September 27, 2023

I implemented a Linear regression model (degrees 1,2,3 and 4) considering just Obesity% and just Inactivity% to predict %Diabetes.

%Obesity vs %Diabetic

%Inactivity vs % Diabetic

Below poverty % vs % diabetic

I also performed a multiple linear regression using all three features. The features eventually got coefficients as follows: [0.1048, 0.1509, 1.6913].

I performed 5 fold cross validation on the three variables and the r2 score returned for the 5 folds was as follows: [0.53857178, 0.57042713, 0.55656731, 0.61902526, 0.59719045]

The r2 score after 10 fold cross validation was 0.613141634

 

25 September 2023

Today’s class covered a resampling method- Cross Validation.

Cross validation is a technique used to improve model accuracy by dividing the data into folds and building multiple models based on all but one of the folds, followed by validating the model using the remaining division (or fold). This method is useful when there is not enough data to utilize for training as well as testing the model. So, resampling at random and using different sets of the data can improve the model’s accuracy. The validation set can be chosen by just dividing the data into two equal groups and training on one (training set) and testing on the other (validation set). However, this is not as effective as doing a multiple -or- k fold cross validation where there are ‘k’ folds and one validation set among them.

I intend to use this technique in the modeling of the CDC diabetes data. There are 2918 instances in the data. A 10-fold cross validation with around 290 instances in each fold can be implemented.

September 20, 2023

Today’s class covered an analysis of crab molting data and explained the t-test, which is a procedure done to assess the statistical significance of a difference in mean value of two distributions. The t-test is unreliable for non-normal distributions, and hence Monte Carlo random sampling is used to see if the mean value difference is in fact significant.

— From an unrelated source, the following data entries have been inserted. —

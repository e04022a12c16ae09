use crate::app_state::AppState;
use axum::extract::State;

/// Fixed body returned from `/`.
pub const GREETING: &str = "Hello, is it me you're looking for?";

/// Handler for the `/` endpoint.
///
/// Ignores everything about the request and always answers `200 OK` with
/// [`GREETING`], counting one greeting on the way out.
pub async fn root_handler(State(app_state): State<AppState>) -> &'static str {
    // ---
    app_state.metrics().record_greeting();
    GREETING
}
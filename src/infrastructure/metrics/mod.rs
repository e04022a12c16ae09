pub mod prometheus;

// Re-export the factory function for easy access
pub use self::prometheus::create as create_prom_metrics;
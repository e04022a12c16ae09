// src/config.rs

//! Application configuration loaded from environment variables.
//!
//! This module defines all startup-time configuration for the service.
//! Configuration is validated eagerly and failures are treated as
//! deployment errors rather than recoverable runtime conditions.

use anyhow::Result;

// ============================================================
// Local macros (config-only, intentionally explicit)
// ============================================================

/// Reads an optional environment variable, falling back to a default.
///
/// The raw string is returned unvalidated; callers that need a specific
/// shape check it themselves and fail fast on bad input.
macro_rules! optional_env {
    // ---
    ($key:literal, $default:expr) => {
        std::env::var($key).unwrap_or_else(|_| $default.to_string())
    };
}

#[cfg(test)]
/// Asserts that a configuration constructor fails with a message
/// containing the given fragment.
macro_rules! assert_config_error {
    // ---
    ($expr:expr, $fragment:literal) => {{
        let err = $expr.expect_err("expected configuration error");
        assert!(
            err.to_string().contains($fragment),
            "unexpected error: {err}"
        );
    }};
}

// ============================================================
// Public configuration facade
// ============================================================

/// Aggregated application configuration.
///
/// This is the single source of truth for startup configuration.
#[derive(Debug, Clone)]
pub struct AppConfig {
    pub server: server::ServerConfig,
}

impl AppConfig {
    /// Loads and validates all application configuration from the environment.
    ///
    /// # Errors
    /// Returns an error if any configuration value is invalid.
    /// This function is intended to be called exactly once at startup.
    pub fn from_env() -> Result<Self> {
        // ---
        Ok(Self {
            server: server::ServerConfig::from_env()?,
        })
    }
}

// ============================================================
// Server configuration
// ============================================================

mod server {
    // ---
    use super::*;

    /// Listen address used when `HELLO_BIND_ADDR` is unset.
    pub const DEFAULT_BIND_ADDR: &str = "0.0.0.0:8080";

    /// HTTP listener configuration.
    #[derive(Debug, Clone)]
    pub struct ServerConfig {
        /// Address handed to the TCP listener, always in `host:port` form.
        pub bind_addr: String,
    }

    impl ServerConfig {
        /// Builds a [`ServerConfig`] from environment variables.
        ///
        /// # Errors
        /// Returns an error if `HELLO_BIND_ADDR` has no port.
        pub fn from_env() -> Result<Self> {
            // ---
            let raw = optional_env!("HELLO_BIND_ADDR", DEFAULT_BIND_ADDR);

            Ok(Self {
                bind_addr: normalize_bind_addr(&raw)?,
            })
        }
    }

    /// Normalizes a listen address.
    ///
    /// `host:port` passes through unchanged and `:port` binds the IPv6
    /// wildcard `[::]`, which also accepts IPv4 where the host is dual-stack.
    /// A value without a colon (such as a bare `8080`) is rejected: it names
    /// a host, not a port.
    pub fn normalize_bind_addr(raw: &str) -> Result<String> {
        // ---
        let raw = raw.trim();

        match raw.rsplit_once(':') {
            None => anyhow::bail!("Invalid HELLO_BIND_ADDR {raw:?}: missing port in address"),
            Some((_, port)) if port.is_empty() => {
                anyhow::bail!("Invalid HELLO_BIND_ADDR {raw:?}: missing port in address")
            }
            Some(("", port)) => Ok(format!("[::]:{port}")),
            Some(_) => Ok(raw.to_string()),
        }
    }
}
pub use server::ServerConfig;

// ============================================================
// Tests
// ============================================================
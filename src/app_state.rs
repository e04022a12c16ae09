//! Application state management.
//!
//! This module defines the shared state structure that gets passed to all
//! Axum handlers via the `State` extractor. The only shared resource is the
//! metrics backend; everything a request needs beyond that is derived from
//! the request itself.

use crate::domain::MetricsPtr;

/// Shared application state passed to all Axum handlers.
///
/// # Lifecycle
///
/// 1. Created once in `create_router()` during application startup
/// 2. Attached to the Axum router via `.with_state(app_state)` and handed to
///    the request-tracking middleware
/// 3. Cloned automatically by Axum for each incoming HTTP request
/// 4. Handlers extract via `State(state): State<AppState>`
///
/// Cloning only bumps the reference count of the metrics backend; all clones
/// record into the same registry.
#[derive(Clone)]
pub(crate) struct AppState {
    /// Metrics implementation for recording application events.
    ///
    /// Wrapped in `Arc` via `MetricsPtr` for cheap cloning.
    metrics: MetricsPtr,
}

impl AppState {
    // ---

    pub fn new(metrics: MetricsPtr) -> Self {
        // ---
        AppState { metrics }
    }

    /// Get a reference to the metrics implementation.
    pub(crate) fn metrics(&self) -> &MetricsPtr {
        // ---
        &self.metrics
    }
}
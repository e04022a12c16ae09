// Test helpers are intentionally partially used
#![allow(dead_code)]

use hello_metrics::create_router;
use reqwest::Client;
use tokio::net::TcpListener;

// ============================================================================
// Test Setup
// ============================================================================

/// A server on an ephemeral port with its own metrics registry.
pub struct TestServer {
    pub addr: std::net::SocketAddr,
    pub client: Client,
}

impl TestServer {
    // ---
    pub async fn new() -> Self {
        // --

        // Enable debug logging only when requested
        if std::env::var("TEST_DEBUG").is_ok() {
            let _ = tracing_subscriber::fmt()
                .with_max_level(tracing::Level::DEBUG)
                .try_init();
        }

        let app = create_router().expect("Should be able to create router");
        let listener = TcpListener::bind("127.0.0.1:0").await.unwrap();
        let addr = listener.local_addr().unwrap();

        // The listener is already bound, so requests queue until serve runs
        tokio::spawn(async move {
            axum::serve(listener, app).await.unwrap();
        });

        let client = Client::new();

        Self { addr, client }
    }

    pub fn url(&self, path: &str) -> String {
        // ---
        format!("http://{}{}", self.addr, path)
    }

    /// Fetch `/metrics` and return the body, asserting success.
    pub async fn scrape(&self) -> String {
        // ---
        let res = self
            .client
            .get(self.url("/metrics"))
            .send()
            .await
            .expect("Failed to scrape metrics");
        assert!(
            res.status().is_success(),
            "Metrics endpoint should return success"
        );
        res.text().await.expect("Failed to read metrics body")
    }
}

/// Value of the sample whose series (name plus label set) is exactly `series`.
pub fn sample_value(body: &str, series: &str) -> Option<f64> {
    // ---
    body.lines()
        .find_map(|line| line.strip_prefix(series)?.strip_prefix(' '))
        .and_then(|value| value.trim().parse().ok())
}
use std::sync::Arc;
use std::time::Instant;

/// Abstraction for application metrics (counters, histograms).
pub trait Metrics: Send + Sync + 'static {
    // ---
    /// Render current metrics in Prometheus text format.
    fn render(&self) -> anyhow::Result<String>;

    /// Content type matching the output of [`Metrics::render`].
    fn content_type(&self) -> String;

    /// Record one greeting served from the root route.
    fn record_greeting(&self);

    /// Record HTTP request duration and labels.
    fn record_http_request(&self, start: Instant, request: &HttpRequestLabels<'_>);
}

/// Label set attached to a single tracked HTTP request.
#[derive(Debug, Clone, Copy, PartialEq, Eq)]
pub struct HttpRequestLabels<'a> {
    pub method: &'a str,
    pub route: &'a str,
    pub status: u16,
    pub upgrade: bool,
}

/// Type alias for any backend that implements Metrics.
pub type MetricsPtr = Arc<dyn Metrics>;
//! Prometheus metrics implementation.
//!
//! This module provides a concrete implementation of the `Metrics` trait on
//! top of the `prometheus` crate. Each instance owns its own `Registry`, so
//! two routers built in the same process never share counts. Instruments are
//! created and registered once in `instruments.rs`; this file only records
//! into them and encodes the registry in the Prometheus text format.

use super::instruments::Instruments;
use crate::domain::{HttpRequestLabels, Metrics};
use prometheus::{Encoder, Registry, TextEncoder};
use std::time::Instant;

/// Prometheus-based metrics implementation.
pub struct PrometheusMetrics {
    instruments: Instruments,
}

impl PrometheusMetrics {
    /// Builds the instruments inside a fresh registry.
    pub fn new() -> prometheus::Result<Self> {
        Self::with_registry(Registry::new())
    }

    /// Builds the instruments inside `registry`.
    ///
    /// Fails if any instrument name is already registered there.
    pub fn with_registry(registry: Registry) -> prometheus::Result<Self> {
        tracing::info!("Creating Prometheus metrics");
        Ok(PrometheusMetrics {
            instruments: Instruments::register(registry)?,
        })
    }
}

impl Metrics for PrometheusMetrics {
    fn render(&self) -> anyhow::Result<String> {
        let families = self.instruments.registry.gather();
        let mut buffer = Vec::new();
        TextEncoder::new().encode(&families, &mut buffer)?;
        Ok(String::from_utf8(buffer)?)
    }

    fn content_type(&self) -> String {
        TextEncoder::new().format_type().to_string()
    }

    fn record_greeting(&self) {
        tracing::debug!("Recording greeting");
        self.instruments.greetings.inc();
    }

    fn record_http_request(&self, start: Instant, request: &HttpRequestLabels<'_>) {
        tracing::debug!("Recording HTTP request duration");
        let elapsed = start.elapsed().as_secs_f64();
        let code = request.status.to_string();
        let upgrade = if request.upgrade { "true" } else { "false" };

        self.instruments
            .http_duration
            .with_label_values(&[request.method, request.route, code.as_str(), upgrade])
            .observe(elapsed);
        self.instruments
            .http_requests
            .with_label_values(&[code.as_str(), request.method])
            .inc();
    }
}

I applied these concepts to the diabetes dataset. I started off by combining the three different data sets as well as the additional data I have procured from the CDC website namely: Number of Physicians per 100000 population, Health insurance percentage, and Below Poverty %.  I performed a pandas merge to combine the various data sets into one data frame. I plotted the distributions of the Obesity data and the Physical Inactivity data (2918 data points each).

There is a difference in the means of both distributions, so I performed the techniques taught in class. The results I got are as follows:

Monte Carlo random sampling (1 million times): maximum observed difference in means = 0.8661069225496902 and the distribution of the various means is plotted below.

September 18, 2023

I found additional data on the CDC website which contains the full dataset for Inactivity, obesity and other features. There was also data about the number of physicians per 100,000 residents of each county. Additionally, there is also information about the percentage of residents of each county that do not have Health Insurance. I found the correlation between the obesity rate and the number of physicians per 100,000 residents of each county. The correlation was -0.035 (-3.5%), slight negative correlation.

There is also a slight negative correlation between obesity rate and total number of physicians per county. This result is counterintuitive although the correlation is insufficient.

September 13, 2023

I delved further into the concepts taught in class including p-value, kurtosis, skewness and heteroscedasticity.

With regards to the analysis of the Diabetes dataset, I am considering obtaining past years’ data of the same factors and analyzing how the percentage of diabetics has changed over the years. This could also provide insight into how it might change in the future alongside information about how one factor affects another.

There is also another data set that records new incidences of diabetes diagnosis. This, paired with the past years’ diabetic % data will show how many new patients get diagnosed year by year.

September 11, 2023

I performed exploratory analysis of the given data. I plotted the distributions of the %diabetic, %obese and %inactive data using the seaborn library in python. The distribution of %diabetics showed a slight right skew while the other two distributions were heavily skewed to the left.

I found additional data in the CDC website pertaining to food access, socioeconomic status of various counties, as well as the data which tags counties as rural or urban. My group have decided to pursue this line of analysis where we try to ascertain if socioeconomic status and other factors like food access, transportation etc. have discernable characteristics in urban areas as compared to rural areas.

We also found another measure called “Food environment index” which takes into account socioeconomic status, household composition (such as population, age etc.) and infrastructure information in each county. This measure could be used in the analysis as it gives a comprehensive look at multiple features which are otherwise hard to combine.

I am considering approaching this problem using a linear regression model. I will try to find the missing values of %obesity and %inactivity by using the %diabetic data as well as the other additional data mentioned above. However, I am skeptical about the direct correlation between the various features as it is data about percentages of population rather than individuals’ data.